Structural controls on development and localization of syntectonic copper mineralization at Mount Isa, Queensland

1988 
Three major deformation events were responsible for the structural relationships in the Mount Isa mine where steeply west-dipping siliceous and dolomitic sediments of the Mount Isa Group, which host the Ag-Pb-Zn ores as well as the epigenetic Cu orebodies, are truncated against the underlying greenschists. The Cu orebodies and their alteration envelope, the silica dolomite, developed during the third deformation (D 3 ) within the dolomitic Urquhart Shale, adjacent to this greenschist contact.This contact is a fault that formed during thrusting in D 1 and was rotated and overturned by the combined effects of D 1 and D 2 into a shallowly dipping attitude on the western limb of a regional-scale upright D 2 antiform.

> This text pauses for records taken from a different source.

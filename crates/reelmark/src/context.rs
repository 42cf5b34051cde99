//! Application context
//!
//! Composition root: both stores constructed once at process start and
//! passed by reference to consumers, instead of ambient global state.

use crate::data::{FavoritesManager, MovieCache};
use crate::error::Result;
use crate::providers::TmdbProvider;

/// The two client-side stores, wired and ready
///
/// `favorites` and `movies` are independent; neither reads the other.
pub struct AppContext {
    pub favorites: FavoritesManager,
    pub movies: MovieCache,
}

impl AppContext {
    /// Build the default context: TMDB from the environment, favorites at
    /// the default storage location
    pub fn init() -> Result<Self> {
        let provider = TmdbProvider::from_env()?;
        Ok(Self {
            favorites: FavoritesManager::open()?,
            movies: MovieCache::new(Box::new(provider)),
        })
    }

    /// Assemble a context from pre-built stores (tests, embedders)
    pub fn with_parts(favorites: FavoritesManager, movies: MovieCache) -> Self {
        Self { favorites, movies }
    }
}

#[cfg(test)]
mod tests {
    use super::*;
    use crate::data::types::Movie;
    use crate::error::AppError;
    use crate::providers::{MoviePage, MovieProvider};
    use std::env::temp_dir;
    use std::fs;
    use std::sync::atomic::{AtomicU32, Ordering};

    static TEST_COUNTER: AtomicU32 = AtomicU32::new(0);

    struct StubProvider;

    impl MovieProvider for StubProvider {
        fn name(&self) -> &'static str {
            "Stub"
        }

        fn id(&self) -> &'static str {
            "stub"
        }

        fn popular(&self) -> crate::error::Result<Vec<Movie>> {
            Ok(vec![Movie::new(10, "Popular")])
        }

        fn trending(&self, _page: u32) -> crate::error::Result<MoviePage> {
            Ok(MoviePage::empty())
        }

        fn search(&self, _query: &str, _page: u32) -> crate::error::Result<MoviePage> {
            Ok(MoviePage::empty())
        }

        fn discover_genre(&self, _genre_id: u32, _page: u32) -> crate::error::Result<MoviePage> {
            Ok(MoviePage::empty())
        }

        fn movie_details(&self, _id: u64) -> crate::error::Result<Movie> {
            Err(AppError::Config("stub".to_string()))
        }

        fn recommendations(&self, _id: u64) -> crate::error::Result<Vec<Movie>> {
            Ok(Vec::new())
        }
    }

    #[test]
    fn test_with_parts_composes_independent_stores() {
        let id = TEST_COUNTER.fetch_add(1, Ordering::SeqCst);
        let path = temp_dir().join(format!("reelmark_ctx_test_{}.json", id));

        let favorites = FavoritesManager::load_from(&path);
        let movies = MovieCache::new(Box::new(StubProvider));
        let mut ctx = AppContext::with_parts(favorites, movies);

        // Favorite a movie from a fetched listing; the cache is untouched
        let popular = ctx.movies.provider().popular().unwrap();
        ctx.movies.set_movies(popular);
        let first = ctx.movies.movies()[0].clone();
        ctx.favorites.add(first).unwrap();

        assert!(ctx.favorites.is_favorite(10));
        assert_eq!(ctx.movies.movies().len(), 1);

        let _ = fs::remove_file(&path);
    }
}
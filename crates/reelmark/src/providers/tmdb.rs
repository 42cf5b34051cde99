//! TMDB API provider
//!
//! Implementation of `MovieProvider` for The Movie Database v3 REST API
//! (<https://developer.themoviedb.org/>).

use crate::config::tmdb::{API_KEY_ENV, BASE_URL_ENV, DEFAULT_BASE_URL};
use crate::data::types::Movie;
use crate::error::{AppError, Result};
use crate::network::HttpClient;

use super::traits::MovieProvider;
use super::types::MoviePage;

use serde::Deserialize;

// =============================================================================
// Internal API response types (serde)
// =============================================================================

/// Envelope wrapping every listing endpoint's response
///
/// `total_pages` is reported by search/discover/trending but not by
/// popular/recommendations; `Movie` itself is already the wire shape.
#[derive(Debug, Deserialize)]
struct ListEnvelope {
    #[serde(default)]
    results: Vec<Movie>,
    #[serde(default)]
    page: Option<u32>,
    #[serde(default)]
    total_pages: Option<u32>,
}

impl ListEnvelope {
    fn into_page(self, requested_page: u32) -> MoviePage {
        MoviePage {
            page: self.page.unwrap_or(requested_page),
            total_pages: self.total_pages,
            movies: self.results,
        }
    }
}

// =============================================================================
// TmdbProvider
// =============================================================================

/// TMDB movie directory provider
///
/// Base URL and API key are read once at construction; a bad key is not
/// validated here and simply fails on the first request.
pub struct TmdbProvider {
    client: HttpClient,
    base_url: String,
    api_key: String,
}

impl TmdbProvider {
    /// Create a provider for the default TMDB server
    pub fn new(api_key: impl Into<String>) -> Result<Self> {
        Self::with_base_url(DEFAULT_BASE_URL, api_key)
    }

    /// Create a provider with a custom base URL (for testing or proxies)
    pub fn with_base_url(base_url: impl Into<String>, api_key: impl Into<String>) -> Result<Self> {
        Ok(Self {
            client: HttpClient::new()?,
            base_url: base_url.into(),
            api_key: api_key.into(),
        })
    }

    /// Create a provider from `TMDB_API_KEY` / `TMDB_BASE_URL`
    pub fn from_env() -> Result<Self> {
        let api_key = std::env::var(API_KEY_ENV)
            .map_err(|_| AppError::Config(format!("{API_KEY_ENV} is not set")))?;
        let base_url =
            std::env::var(BASE_URL_ENV).unwrap_or_else(|_| DEFAULT_BASE_URL.to_string());
        Self::with_base_url(base_url, api_key)
    }

    /// Build a full API URL from an endpoint path
    fn url(&self, path: &str) -> String {
        format!("{}{}", self.base_url, path)
    }

    /// GET a listing endpoint with the api_key and extra query parameters
    fn list(&self, path: &str, extra: &[(&str, &str)], requested_page: u32) -> Result<MoviePage> {
        let mut query: Vec<(&str, &str)> = vec![("api_key", &self.api_key)];
        query.extend_from_slice(extra);

        let envelope: ListEnvelope = self.client.get_json_with(&self.url(path), &query)?;
        Ok(envelope.into_page(requested_page))
    }
}

impl MovieProvider for TmdbProvider {
    fn name(&self) -> &'static str {
        "The Movie Database"
    }

    fn id(&self) -> &'static str {
        "tmdb"
    }

    fn popular(&self) -> Result<Vec<Movie>> {
        let envelope: ListEnvelope = self
            .client
            .get_json_with(&self.url("/movie/popular"), &[("api_key", &self.api_key)])?;
        Ok(envelope.results)
    }

    fn trending(&self, page: u32) -> Result<MoviePage> {
        let page_str = page.to_string();
        self.list("/trending/movie/week", &[("page", &page_str)], page)
    }

    fn search(&self, query: &str, page: u32) -> Result<MoviePage> {
        let page_str = page.to_string();
        self.list(
            "/search/movie",
            &[("query", query), ("page", &page_str)],
            page,
        )
    }

    fn discover_genre(&self, genre_id: u32, page: u32) -> Result<MoviePage> {
        let genre_str = genre_id.to_string();
        let page_str = page.to_string();
        self.list(
            "/discover/movie",
            &[("with_genres", &genre_str), ("page", &page_str)],
            page,
        )
    }

    fn movie_details(&self, id: u64) -> Result<Movie> {
        self.client.get_json_with(
            &self.url(&format!("/movie/{id}")),
            &[("api_key", &self.api_key)],
        )
    }

    fn recommendations(&self, id: u64) -> Result<Vec<Movie>> {
        let envelope: ListEnvelope = self.client.get_json_with(
            &self.url(&format!("/movie/{id}/recommendations")),
            &[("api_key", &self.api_key)],
        )?;
        Ok(envelope.results)
    }
}

// =============================================================================
// Tests
// =============================================================================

Consequently it lay at a high angle to the steeply plunging stretching direction established during the third deformation (D 3 ). This fault was a plane of considerable anisotropy and competency contrast because the rocks above were dolomitic siltstones whereas those below were greenschists, with bedding respectively at a high angle and subparallel to the fault.Folding during D 3 generated opposed senses of shear and hence differential movement across the fault, especially at fold hinges. This, in combination with the differential anisotropy and competency contrast across the fault, and extension at a high angle to it, resulted in localized fracture and opening of the contact and consequently a rapid drop in fluid pressure, possibly on several occasions in different locations along the greenschist contact. The large imbalance in fluid pressure across the walls of these localized openings caused explosive fracturing and local brecciation, especially of the dolomitic rocks on the fault walls into the space created. This provided access for the syndeformation hydrothermal fluid to all faces of the jostled blocks of dolomitic shales enabling their alteration to form the silica dolomite and the Cu ores.